The day has been meditative, quiet, and productive. The study seems like a living presence to me right now, and I have enjoyed the view, watching the birds come and go, the leaves swirl and tumble, the sky change. After last’s week line up of events and tasks, driving here and there, seeing many people, battling disorder with papers and files, this week begins in silence, reading, and thinking. The weather, though, was a background spectacle. First, sunshine and clear skies. Then clouds collected to the north by the mountains, became dark. Chilly gusts of wind swept the leaves around on the patio now and then, ushering in a moderate rain for about fifteen minutes. After that, a rainbow, faint on one half of the arc, brighter on the other. Sharp rays coming through the darkening skies onto the ornamental pear trees, and then clear skies above the mountains just before twilight. I had a lot to do, so I settled into a comfortable pace. First task: open emails. Two rejections, one acceptance. Wait a minute. Really? Two poems out of four sent, and a request for recordings of both of them. Happy surprise! That called for a cup of hot tea with milk. Second task: send out more poems. That took almost all day. Each journal seems to want different things: no name on page, all information on first page, information on separate page, line count, word count, no bio, short first person bio, third person bio. It took some time to create all of the necessary documents, but I love working on that kind of a project. All the while surrounded by books. My eyes landed on a recent highly-valued gift from my amazing stepfather, Eric Peavy (we both hate the terms “stepdaughter” and “stepfather” but haven’t found replacement words yet).
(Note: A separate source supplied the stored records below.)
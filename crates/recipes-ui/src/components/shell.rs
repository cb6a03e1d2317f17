use crate::components::use_bundle;
use crate::i18n::LocaleCode;
use crate::routes::Route;
use yew::prelude::*;
use yew_router::prelude::{Link, use_route};

#[derive(Properties, PartialEq)]
pub(crate) struct ShellProps {
    pub(crate) children: Children,
    pub(crate) locale: LocaleCode,
    pub(crate) on_locale_change: Callback<LocaleCode>,
}

#[function_component(AppShell)]
pub(crate) fn app_shell(props: &ShellProps) -> Html {
    let bundle = use_bundle();
    let active = use_route::<Route>();

    html! {
        <div class="app-shell">
            <header class="topbar">
                <Link<Route> to={Route::Home} classes={classes!("brand")}>
                    <strong>{bundle.text("brand", "Recipes")}</strong>
                </Link<Route>>
                <nav>
                    {for Route::all().into_iter().map(|route| {
                        let label = bundle.text(route.view().label_key(), "");
                        nav_item(route, &label, active)
                    })}
                </nav>
                <div class="locale-toggle">
                    {for LocaleCode::all().into_iter().map(|locale| {
                        let on_locale_change = props.on_locale_change.clone();
                        html! {
                            <button
                                class={classes!("ghost", (locale == props.locale).then_some("active"))}
                                onclick={Callback::from(move |_| on_locale_change.emit(locale))}
                            >
                                {locale.code().to_ascii_uppercase()}
                            </button>
                        }
                    })}
                </div>
            </header>
            <main>
                {for props.children.iter()}
            </main>
        </div>
    }
}

fn nav_item(route: Route, label: &str, active: Option<Route>) -> Html {
    let classes = classes!(
        "nav-item",
        if active == Some(route) {
            Some("active")
        } else {
            None
        }
    );
    html! {
        <Link<Route> to={route} classes={classes}>{label}</Link<Route>>
    }
}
An artist and all around interesting person, he at one time illustrated an old copy of The Rubaiyat of Omar Khayyam that he had bought at a yard sale, and then hand-bound it. He first recited this passage to me when I was just sixteen years old:
The Moving Finger writes; and, having writ,
Moves on: nor all your Piety nor Wit
Shall lure it back to cancel half a Line,
Nor all your Tears wash out a Word of it. (verse LXXI)I also spotted a book of poems by Larry Kramer, a mentor and teacher I had so many years ago, a lover of thrift-store browsing where “the things of the dead/for pennies are given away” (“Junk Store” p. 20). He is gone now, but I can hear his strong voice, almost frightening in its resonance, as soon as I open the book, called Brilliant Windows. On my desk, another highly prized gift from my friend, Stephanie, a strong supporter and encourager, the Fisher Space Pen. I love it.
The study is full of wonderful things, and I end the day feeling grateful for books, pens, poetry editors, art, friends, guides, and counselors. What is it like to spend a day in your study?
Time to sleep now.
Kramer, Larry. “Junk Yard” in Brilliant Windows. 1998: Miami University Press.
Fitzgerald, Edward, translator. Rubaiyat of Omar Khayyam. New York: Books, Inc.